Published online by Cambridge University Press: 24 October 2009
To most educated laymen, the term ‘medieval philosophy’ conjures up the names of the great scholastics of the thirteenth and fourteenth centuries: Aquinas, Duns Scotus and William of Ockham. Occasionally, this mental picture will be extended backwards in time to include the ‘Platonism of the School of Chartres’ and Anselm; but, almost invariably, the period before the eleventh century will be omitted. This book is a contribution to the study of that neglected age of philosophy. It is not a comprehensive history of early medieval thought, but an attempt to illustrate the character and continuity of the first main period of medieval philosophy, which stretched from the Circle of Alcuin in the late eighth century, to the School of Auxerre in the early tenth.

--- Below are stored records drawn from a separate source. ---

// SPDX-License-Identifier: BUSL-1.1
// Copyright (c) 2026 Alfred Jean LLC

//! Resolved definition types consumed by the scheduler.

use gyre_core::duration::IntervalList;
use gyre_core::outputs::{CompletionExpr, OutputSet};
use gyre_core::point::{CyclePoint, PointMode};
use gyre_core::prereq::{Condition, PrereqAtom, Prerequisite};
use gyre_core::sequence::Sequence;
use gyre_core::{CycleDuration, TaskId};
use indexmap::IndexMap;
use serde::{Deserialize, Serialize};
use std::time::Duration;

/// Placeholder substituted with the target cycle point in xtrigger
/// arguments. An xtrigger with no placeholder anywhere in its arguments is
/// not cycle-point-specific and is called at most once per run.
pub const POINT_PLACEHOLDER: &str = "%(point)s";

/// Scheduler tunables from the `[scheduler]` table.
#[derive(Debug, Clone, PartialEq, Serialize, Deserialize)]
pub struct SchedulerConfig {
    pub runahead_limit: Option<CycleDuration>,
    pub max_batch_size: usize,
    /// Worker pool size; `None` means the CPU count.
    pub process_pool_size: Option<usize>,
    /// Per-handler subprocess timeout.
    pub process_pool_timeout: Duration,
    pub stall_timeout: Option<Duration>,
    pub abort_on_stall: bool,
    pub inactivity_timeout: Option<Duration>,
    pub abort_on_inactivity: bool,
    /// Default for xtriggers that do not set `sequential` themselves.
    pub sequential_xtriggers: bool,
    /// Workflow-level event handlers (startup, shutdown, stall, ...).
    pub handlers: Vec<HandlerDef>,
}

impl Default for SchedulerConfig {
    fn default() -> Self {
        Self {
            runahead_limit: None,
            max_batch_size: 100,
            process_pool_size: None,
            process_pool_timeout: Duration::from_secs(10),
            stall_timeout: None,
            abort_on_stall: false,
            inactivity_timeout: None,
            abort_on_inactivity: false,
            sequential_xtriggers: false,
            handlers: Vec::new(),
        }
    }
}

/// One event-handler command bound to a set of event names.
#[derive(Debug, Clone, PartialEq, Eq, Serialize, Deserialize)]
pub struct HandlerDef {
    pub events: Vec<String>,
    pub command: String,
}

/// Inheritance-flattened runtime settings for one task.
#[derive(Debug, Clone, PartialEq, Serialize, Deserialize)]
pub struct TaskRuntime {
    pub script: String,
    pub platform: String,
    pub environment: IndexMap<String, String>,
    #[serde(default, skip_serializing_if = "Option::is_none")]
    pub execution_time_limit: Option<Duration>,
    #[serde(default)]
    pub submission_retry_delays: IntervalList,
    #[serde(default)]
    pub execution_retry_delays: IntervalList,
    #[serde(default)]
    pub submission_polling_intervals: IntervalList,
    #[serde(default)]
    pub execution_polling_intervals: IntervalList,
    /// Forced-poll cadence once a declared execution time limit has passed.
    #[serde(default)]
    pub execution_time_limit_polling_intervals: IntervalList,
    #[serde(default)]
    pub handlers: Vec<HandlerDef>,
    /// Declares the task expirable at `cycle point + offset`.
    #[serde(default, skip_serializing_if = "Option::is_none")]
    pub expire_offset: Option<CycleDuration>,
    /// Custom output name -> trigger message (matched by equality).
    #[serde(default)]
    pub custom_outputs: IndexMap<String, String>,
    /// Completion expression; defaults to `succeeded`.
    #[serde(default, skip_serializing_if = "Option::is_none")]
    pub completion: Option<CompletionExpr>,
}

impl Default for TaskRuntime {
    fn default() -> Self {
        Self {
            script: String::new(),
            platform: "localhost".to_string(),
            environment: IndexMap::new(),
            execution_time_limit: None,
            submission_retry_delays: IntervalList::default(),
            execution_retry_delays: IntervalList::default(),
            submission_polling_intervals: IntervalList::default(),
            execution_polling_intervals: IntervalList::default(),
            execution_time_limit_polling_intervals: IntervalList::default(),
            handlers: Vec::new(),
            expire_offset: None,
            custom_outputs: IndexMap::new(),
            completion: None,
        }
    }
}

impl TaskRuntime {
    /// The output name a job message satisfies, by message equality.
    pub fn output_for_message(&self, message: &str) -> Option<&str> {
        self.custom_outputs
            .iter()
            .find(|(_, trigger)| trigger.as_str() == message)
            .map(|(name, _)| name.as_str())
    }
}

/// An xtrigger declaration: function name and bound arguments, before
/// cycle-point substitution.
#[derive(Debug, Clone, PartialEq, Eq, Serialize, Deserialize)]
pub struct XtriggerDef {
    pub function: String,
    #[serde(default)]
    pub args: IndexMap<String, String>,
    /// Overrides the workflow-wide sequential default when set.
    #[serde(default, skip_serializing_if = "Option::is_none")]
    pub sequential: Option<bool>,
}

impl XtriggerDef {
    /// Whether any argument depends on the cycle point.
    pub fn is_point_specific(&self) -> bool {
        self.args.values().any(|v| v.contains(POINT_PLACEHOLDER))
    }

    /// Arguments after cycle-point substitution.
    pub fn resolved_args(&self, point: &CyclePoint) -> IndexMap<String, String> {
        let point_text = point.to_string();
        self.args
            .iter()
            .map(|(k, v)| (k.clone(), v.replace(POINT_PLACEHOLDER, &point_text)))
            .collect()
    }

    /// Cache key after cycle-point substitution:
    /// `func(k1=v1, k2=v2)`.
    pub fn signature(&self, point: &CyclePoint) -> String {
        let point_text = point.to_string();
        let args = self
            .args
            .iter()
            .map(|(k, v)| format!("{}={}", k, v.replace(POINT_PLACEHOLDER, &point_text)))
            .collect::<Vec<_>>()
            .join(", ");
        format!("{}({})", self.function, args)
    }
}

/// Trigger expression carried by a graph edge.
///
/// After flattening, `Family` nodes have been expanded into `All`/`Any`
/// over member triggers; the scheduler only ever sees plain atoms.
#[derive(Debug, Clone, PartialEq, Eq, Serialize, Deserialize)]
#[serde(rename_all = "snake_case")]
pub enum TriggerExpr {
    Trigger {
        task: String,
        output: String,
        #[serde(default, skip_serializing_if = "Option::is_none")]
        offset: Option<CycleDuration>,
    },
    Family {
        family: String,
        output: String,
        #[serde(default, skip_serializing_if = "Option::is_none")]
        offset: Option<CycleDuration>,
        /// true: OR over members (`:fail-any` style); false: AND.
        #[serde(default)]
        any: bool,
    },
    All(Vec<TriggerExpr>),
    Any(Vec<TriggerExpr>),
}

impl TriggerExpr {
    /// Visit every `(task, output, offset)` atom in the expression.
    pub fn visit_atoms<'a>(&'a self, f: &mut impl FnMut(&'a str, &'a str, Option<&'a CycleDuration>)) {
        match self {
            TriggerExpr::Trigger { task, output, offset } => {
                f(task, output, offset.as_ref())
            }
            TriggerExpr::Family { .. } => {}
            TriggerExpr::All(parts) | TriggerExpr::Any(parts) => {
                for part in parts {
                    part.visit_atoms(f);
                }
            }
        }
    }
}

/// One dependency edge of the graph, scoped to a sequence.
#[derive(Debug, Clone, PartialEq, Serialize, Deserialize)]
pub struct GraphEdge {
    pub sequence: Sequence,
    pub trigger: TriggerExpr,
    pub target: String,
    #[serde(default, skip_serializing_if = "std::ops::Not::not")]
    pub suicide: bool,
}

/// One task of the flattened definition.
#[derive(Debug, Clone, PartialEq, Serialize, Deserialize)]
pub struct TaskDef {
    pub name: String,
    pub runtime: TaskRuntime,
    /// Sequences this task recurs on.
    pub sequences: Vec<Sequence>,
    /// Labels into [`WorkflowDef::xtriggers`].
    #[serde(default)]
    pub xtriggers: Vec<String>,
    /// Topological depth within one cycle (0 for graph roots). Drives the
    /// pool's deterministic processing order.
    #[serde(default)]
    pub depth: usize,
}

/// The complete, resolved workflow definition.
#[derive(Debug, Clone, PartialEq, Serialize, Deserialize)]
pub struct WorkflowDef {
    pub name: String,
    pub cycling: PointMode,
    pub initial_point: CyclePoint,
    #[serde(default, skip_serializing_if = "Option::is_none")]
    pub final_point: Option<CyclePoint>,
    pub scheduler: SchedulerConfig,
    pub tasks: IndexMap<String, TaskDef>,
    pub edges: Vec<GraphEdge>,
    #[serde(default)]
    pub xtriggers: IndexMap<String, XtriggerDef>,
    /// Resolved namespace -> inheritance chain (root last), persisted for
    /// external readers.
    #[serde(default)]
    pub inheritance: IndexMap<String, Vec<String>>,
}

impl WorkflowDef {
    pub fn task(&self, name: &str) -> Option<&TaskDef> {
        self.tasks.get(name)
    }

    /// Build the prerequisites of a proxy at a concrete cycle point.
    ///
    /// Offsets in edge triggers are evaluated against the proxy's point;
    /// references earlier than the initial point are vacuously satisfied.
    pub fn prereqs_for(&self, name: &str, point: &CyclePoint) -> Vec<Prerequisite> {
        let mut prereqs = Vec::new();
        for edge in self.edges.iter().filter(|e| e.target == name) {
            if !edge.sequence.is_on_sequence(point) {
                continue;
            }
            let mut atoms = Vec::new();
            if let Some(expr) = self.build_condition(&edge.trigger, point, &mut atoms) {
                let mut prereq = Prerequisite::new(atoms, expr);
                if edge.suicide {
                    prereq = prereq.suicide();
                }
                prereqs.push(prereq);
            }
        }
        prereqs
    }

    fn build_condition(
        &self,
        expr: &TriggerExpr,
        point: &CyclePoint,
        atoms: &mut Vec<PrereqAtom>,
    ) -> Option<Condition> {
        match expr {
            TriggerExpr::Trigger { task, output, offset } => {
                let upstream_point = match offset {
                    Some(d) => point.offset(d).ok()?,
                    None => *point,
                };
                let atom = if upstream_point < self.initial_point {
                    PrereqAtom::satisfied(task.clone(), upstream_point, output.clone())
                } else {
                    PrereqAtom::new(task.clone(), upstream_point, output.clone())
                };
                atoms.push(atom);
                Some(Condition::Atom(atoms.len() - 1))
            }
            // Families are expanded at flatten time; an unexpanded node is
            // a definition bug caught by validation.
            TriggerExpr::Family { .. } => None,
            TriggerExpr::All(parts) => {
                let conds: Vec<_> = parts
                    .iter()
                    .filter_map(|p| self.build_condition(p, point, atoms))
                    .collect();
                (!conds.is_empty()).then_some(Condition::All(conds))
            }
            TriggerExpr::Any(parts) => {
                let conds: Vec<_> = parts
                    .iter()
                    .filter_map(|p| self.build_condition(p, point, atoms))
                    .collect();
                (!conds.is_empty()).then_some(Condition::Any(conds))
            }
        }
    }

    /// Downstream proxies that an output completion can spawn: every edge
    /// whose trigger references `(upstream, output)` at some offset, with
    /// the child point back-resolved from the completion point.
    pub fn children_of(
        &self,
        upstream: &str,
        point: &CyclePoint,
        output: &str,
    ) -> Vec<TaskId> {
        let mut children = Vec::new();
        for edge in &self.edges {
            let mut offsets: Vec<Option<CycleDuration>> = Vec::new();
            edge.trigger.visit_atoms(&mut |task, out, offset| {
                if task == upstream && out == output {
                    offsets.push(offset.copied());
                }
            });
            for offset in offsets {
                let child_point = match offset {
                    // The upstream sits at `child + offset`, so the child
                    // is at `completion point - offset`.
                    Some(d) => match point.offset(&d.negated()) {
                        Ok(p) => p,
                        Err(_) => continue,
                    },
                    None => *point,
                };
                if !edge.sequence.is_on_sequence(&child_point) {
                    continue;
                }
                if self.past_final(&child_point) {
                    continue;
                }
                let id = TaskId::new(edge.target.clone(), child_point);
                if !children.contains(&id) {
                    children.push(id);
                }
            }
        }
        children
    }

    /// The output set for a new proxy of this task.
    pub fn outputs_for(&self, name: &str) -> OutputSet {
        match self.tasks.get(name) {
            Some(task) => OutputSet::new(
                task.runtime.custom_outputs.keys().cloned(),
                task.runtime.completion.clone().unwrap_or_default(),
            ),
            None => OutputSet::default(),
        }
    }

    /// First point of each task at or after the initial point: the
    /// proxies spawned at cold start.
    pub fn initial_tasks(&self) -> Vec<TaskId> {
        let mut out = Vec::new();
        for task in self.tasks.values() {
            let mut first: Option<CyclePoint> = None;
            for seq in &task.sequences {
                if let Some(p) = seq.first() {
                    if !self.past_final(&p) {
                        first = Some(match first {
                            Some(existing) if existing <= p => existing,
                            _ => p,
                        });
                    }
                }
            }
            if let Some(p) = first {
                out.push(TaskId::new(task.name.clone(), p));
            }
        }
        out.sort();
        out
    }

    /// Next point of a task strictly after the given point, over all its
    /// sequences, bounded by the final point.
    pub fn next_point(&self, name: &str, after: &CyclePoint) -> Option<CyclePoint> {
        let task = self.tasks.get(name)?;
        task.sequences
            .iter()
            .filter_map(|seq| seq.next_after(after))
            .filter(|p| !self.past_final(p))
            .min()
    }

    pub fn is_on_any_sequence(&self, name: &str, point: &CyclePoint) -> bool {
        self.tasks
            .get(name)
            .map(|t| t.sequences.iter().any(|s| s.is_on_sequence(point)))
            .unwrap_or(false)
    }

    fn past_final(&self, point: &CyclePoint) -> bool {
        self.final_point.map(|f| *point > f).unwrap_or(false)
    }

    /// Effective sequential flag for one of this workflow's xtriggers.
    pub fn xtrigger_sequential(&self, label: &str) -> bool {
        self.xtriggers
            .get(label)
            .and_then(|x| x.sequential)
            .unwrap_or(self.scheduler.sequential_xtriggers)
    }
}

#[cfg(test)]
#[path = "types_tests.rs"]
mod tests;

Such an enterprise raises two immediate questions. Why pick Alcuin as a starting-point and not, say, Cassiodore, Isidore or Bede? And what aspect of the thought of the early Middle Ages can sensibly be called ‘philosophy’, as opposed to ‘logic’ or ‘theology’? My answers to these questions, which cannot be given entirely separately one from the other, have determined much in what I have chosen to discuss, and what pass by in silence, in the pages which follow.
Whatever doubts there may be about the originality of much of Boethius's work, it is beyond question that his writings contain substantial discussion, at first or second hand, of philosophical issues: the problem of Universals, free-will and determinism, and the nature of time are just a few examples.